Start of Data for review

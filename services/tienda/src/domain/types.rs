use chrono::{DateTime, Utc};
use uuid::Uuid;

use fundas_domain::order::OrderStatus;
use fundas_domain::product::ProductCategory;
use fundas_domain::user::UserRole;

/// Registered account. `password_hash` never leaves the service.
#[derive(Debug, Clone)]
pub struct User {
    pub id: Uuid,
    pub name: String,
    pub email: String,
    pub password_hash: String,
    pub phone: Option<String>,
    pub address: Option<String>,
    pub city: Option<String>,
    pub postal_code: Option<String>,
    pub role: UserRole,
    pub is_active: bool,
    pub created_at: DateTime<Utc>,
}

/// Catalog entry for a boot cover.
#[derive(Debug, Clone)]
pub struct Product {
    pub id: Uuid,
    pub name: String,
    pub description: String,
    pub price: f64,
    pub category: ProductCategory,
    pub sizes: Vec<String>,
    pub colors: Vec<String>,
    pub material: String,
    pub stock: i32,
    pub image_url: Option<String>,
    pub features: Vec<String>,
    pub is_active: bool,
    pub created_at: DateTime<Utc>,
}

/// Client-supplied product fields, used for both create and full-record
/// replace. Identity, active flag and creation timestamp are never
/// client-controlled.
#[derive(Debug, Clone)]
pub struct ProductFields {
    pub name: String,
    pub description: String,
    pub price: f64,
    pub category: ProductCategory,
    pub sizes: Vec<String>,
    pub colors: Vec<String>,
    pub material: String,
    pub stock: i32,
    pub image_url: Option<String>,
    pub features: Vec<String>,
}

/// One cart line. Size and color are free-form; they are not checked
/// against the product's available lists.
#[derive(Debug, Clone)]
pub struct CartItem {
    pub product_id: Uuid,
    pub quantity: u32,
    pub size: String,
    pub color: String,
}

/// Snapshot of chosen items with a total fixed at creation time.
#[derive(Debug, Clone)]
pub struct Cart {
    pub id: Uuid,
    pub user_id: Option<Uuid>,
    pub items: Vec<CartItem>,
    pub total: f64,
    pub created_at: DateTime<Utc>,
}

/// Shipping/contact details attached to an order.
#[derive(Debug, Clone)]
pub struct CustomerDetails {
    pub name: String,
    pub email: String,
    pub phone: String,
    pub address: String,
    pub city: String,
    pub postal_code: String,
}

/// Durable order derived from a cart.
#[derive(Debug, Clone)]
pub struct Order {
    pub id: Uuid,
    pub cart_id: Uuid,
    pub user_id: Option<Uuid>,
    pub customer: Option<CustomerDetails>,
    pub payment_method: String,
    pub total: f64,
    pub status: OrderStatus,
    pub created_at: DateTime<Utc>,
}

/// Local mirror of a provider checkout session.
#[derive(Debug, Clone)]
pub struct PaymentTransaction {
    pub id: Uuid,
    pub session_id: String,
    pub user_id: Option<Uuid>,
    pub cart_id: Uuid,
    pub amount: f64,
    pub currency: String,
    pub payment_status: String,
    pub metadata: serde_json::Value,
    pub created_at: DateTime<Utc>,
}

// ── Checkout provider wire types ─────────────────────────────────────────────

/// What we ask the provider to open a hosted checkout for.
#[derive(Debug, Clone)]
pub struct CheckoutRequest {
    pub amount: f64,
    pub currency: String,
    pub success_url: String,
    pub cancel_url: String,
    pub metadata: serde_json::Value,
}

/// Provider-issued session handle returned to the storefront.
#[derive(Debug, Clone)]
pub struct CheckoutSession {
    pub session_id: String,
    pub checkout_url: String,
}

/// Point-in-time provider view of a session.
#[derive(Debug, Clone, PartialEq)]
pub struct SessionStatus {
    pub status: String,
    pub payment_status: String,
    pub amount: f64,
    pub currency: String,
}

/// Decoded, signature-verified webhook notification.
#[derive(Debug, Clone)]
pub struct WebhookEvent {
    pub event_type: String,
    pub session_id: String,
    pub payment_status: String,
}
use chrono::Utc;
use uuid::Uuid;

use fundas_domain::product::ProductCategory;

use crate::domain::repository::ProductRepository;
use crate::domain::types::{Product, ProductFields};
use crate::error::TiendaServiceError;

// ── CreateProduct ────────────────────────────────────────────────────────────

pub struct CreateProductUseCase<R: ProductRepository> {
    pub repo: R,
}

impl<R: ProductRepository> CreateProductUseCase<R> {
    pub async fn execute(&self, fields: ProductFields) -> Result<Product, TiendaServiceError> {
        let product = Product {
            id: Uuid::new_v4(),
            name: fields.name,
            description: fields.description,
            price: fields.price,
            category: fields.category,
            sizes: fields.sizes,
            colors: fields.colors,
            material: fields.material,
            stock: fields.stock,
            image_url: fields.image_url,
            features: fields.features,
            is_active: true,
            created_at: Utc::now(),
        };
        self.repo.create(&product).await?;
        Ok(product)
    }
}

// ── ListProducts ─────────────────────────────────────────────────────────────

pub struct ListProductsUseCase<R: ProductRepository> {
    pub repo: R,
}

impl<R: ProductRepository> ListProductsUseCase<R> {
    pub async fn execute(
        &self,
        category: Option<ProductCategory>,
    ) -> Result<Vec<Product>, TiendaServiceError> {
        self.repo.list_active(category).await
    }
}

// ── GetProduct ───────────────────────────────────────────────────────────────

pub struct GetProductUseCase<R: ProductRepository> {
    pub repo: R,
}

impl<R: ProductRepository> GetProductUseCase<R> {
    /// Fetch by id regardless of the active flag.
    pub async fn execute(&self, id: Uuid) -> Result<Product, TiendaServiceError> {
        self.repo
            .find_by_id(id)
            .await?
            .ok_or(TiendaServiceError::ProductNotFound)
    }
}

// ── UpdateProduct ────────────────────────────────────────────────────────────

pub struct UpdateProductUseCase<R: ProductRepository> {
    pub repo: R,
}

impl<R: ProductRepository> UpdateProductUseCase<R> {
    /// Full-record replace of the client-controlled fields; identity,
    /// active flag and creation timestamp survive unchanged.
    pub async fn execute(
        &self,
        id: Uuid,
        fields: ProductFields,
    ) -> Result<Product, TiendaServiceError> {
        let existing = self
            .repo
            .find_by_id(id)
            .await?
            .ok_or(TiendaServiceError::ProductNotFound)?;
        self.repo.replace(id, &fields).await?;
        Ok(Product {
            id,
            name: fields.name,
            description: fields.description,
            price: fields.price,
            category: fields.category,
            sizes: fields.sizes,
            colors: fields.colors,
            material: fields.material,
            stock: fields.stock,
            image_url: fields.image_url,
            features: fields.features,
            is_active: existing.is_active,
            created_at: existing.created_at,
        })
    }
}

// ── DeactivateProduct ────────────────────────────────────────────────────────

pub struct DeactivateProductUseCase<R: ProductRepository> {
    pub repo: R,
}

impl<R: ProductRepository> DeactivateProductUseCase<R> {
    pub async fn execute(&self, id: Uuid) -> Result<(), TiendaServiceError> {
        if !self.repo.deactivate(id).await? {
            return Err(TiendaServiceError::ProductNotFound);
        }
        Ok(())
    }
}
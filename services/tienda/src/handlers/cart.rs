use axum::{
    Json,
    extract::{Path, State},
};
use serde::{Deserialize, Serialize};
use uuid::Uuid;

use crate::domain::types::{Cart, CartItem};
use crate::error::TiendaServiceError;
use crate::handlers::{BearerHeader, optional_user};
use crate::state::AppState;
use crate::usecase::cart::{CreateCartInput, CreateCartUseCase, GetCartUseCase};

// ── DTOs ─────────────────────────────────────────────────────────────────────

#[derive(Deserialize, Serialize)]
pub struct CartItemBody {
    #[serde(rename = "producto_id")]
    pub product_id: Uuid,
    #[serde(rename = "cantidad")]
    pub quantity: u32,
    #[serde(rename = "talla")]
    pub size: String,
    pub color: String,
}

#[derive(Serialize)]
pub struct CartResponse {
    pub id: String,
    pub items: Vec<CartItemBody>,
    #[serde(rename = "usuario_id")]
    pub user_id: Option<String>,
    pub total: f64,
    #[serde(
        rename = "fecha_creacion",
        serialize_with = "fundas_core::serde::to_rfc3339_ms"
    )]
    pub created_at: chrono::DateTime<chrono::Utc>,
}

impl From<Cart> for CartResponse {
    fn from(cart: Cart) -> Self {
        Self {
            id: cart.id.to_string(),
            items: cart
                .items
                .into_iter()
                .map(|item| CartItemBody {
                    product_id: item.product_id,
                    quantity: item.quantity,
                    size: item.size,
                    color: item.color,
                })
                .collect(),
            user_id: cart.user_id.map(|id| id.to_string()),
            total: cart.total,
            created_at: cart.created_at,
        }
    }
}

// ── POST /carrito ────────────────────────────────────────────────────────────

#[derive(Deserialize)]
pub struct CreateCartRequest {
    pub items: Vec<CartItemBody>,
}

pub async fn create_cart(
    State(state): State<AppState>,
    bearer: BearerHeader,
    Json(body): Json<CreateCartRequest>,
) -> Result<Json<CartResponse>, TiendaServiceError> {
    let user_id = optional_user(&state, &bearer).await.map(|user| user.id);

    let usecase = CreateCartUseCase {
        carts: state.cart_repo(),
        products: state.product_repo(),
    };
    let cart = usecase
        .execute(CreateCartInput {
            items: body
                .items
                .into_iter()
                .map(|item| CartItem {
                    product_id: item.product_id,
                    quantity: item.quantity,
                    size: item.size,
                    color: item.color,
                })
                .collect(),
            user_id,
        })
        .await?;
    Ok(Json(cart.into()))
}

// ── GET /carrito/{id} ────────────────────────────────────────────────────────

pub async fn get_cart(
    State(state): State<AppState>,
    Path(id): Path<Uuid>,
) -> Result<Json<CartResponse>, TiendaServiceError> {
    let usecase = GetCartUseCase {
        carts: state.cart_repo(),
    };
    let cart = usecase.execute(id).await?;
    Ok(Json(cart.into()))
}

End of Data for review

:: Directions for this task ::
Where the string "CustomerDetails" occurs in a line above, count that line, and report solely the final figure.

:: Output of the task ::
2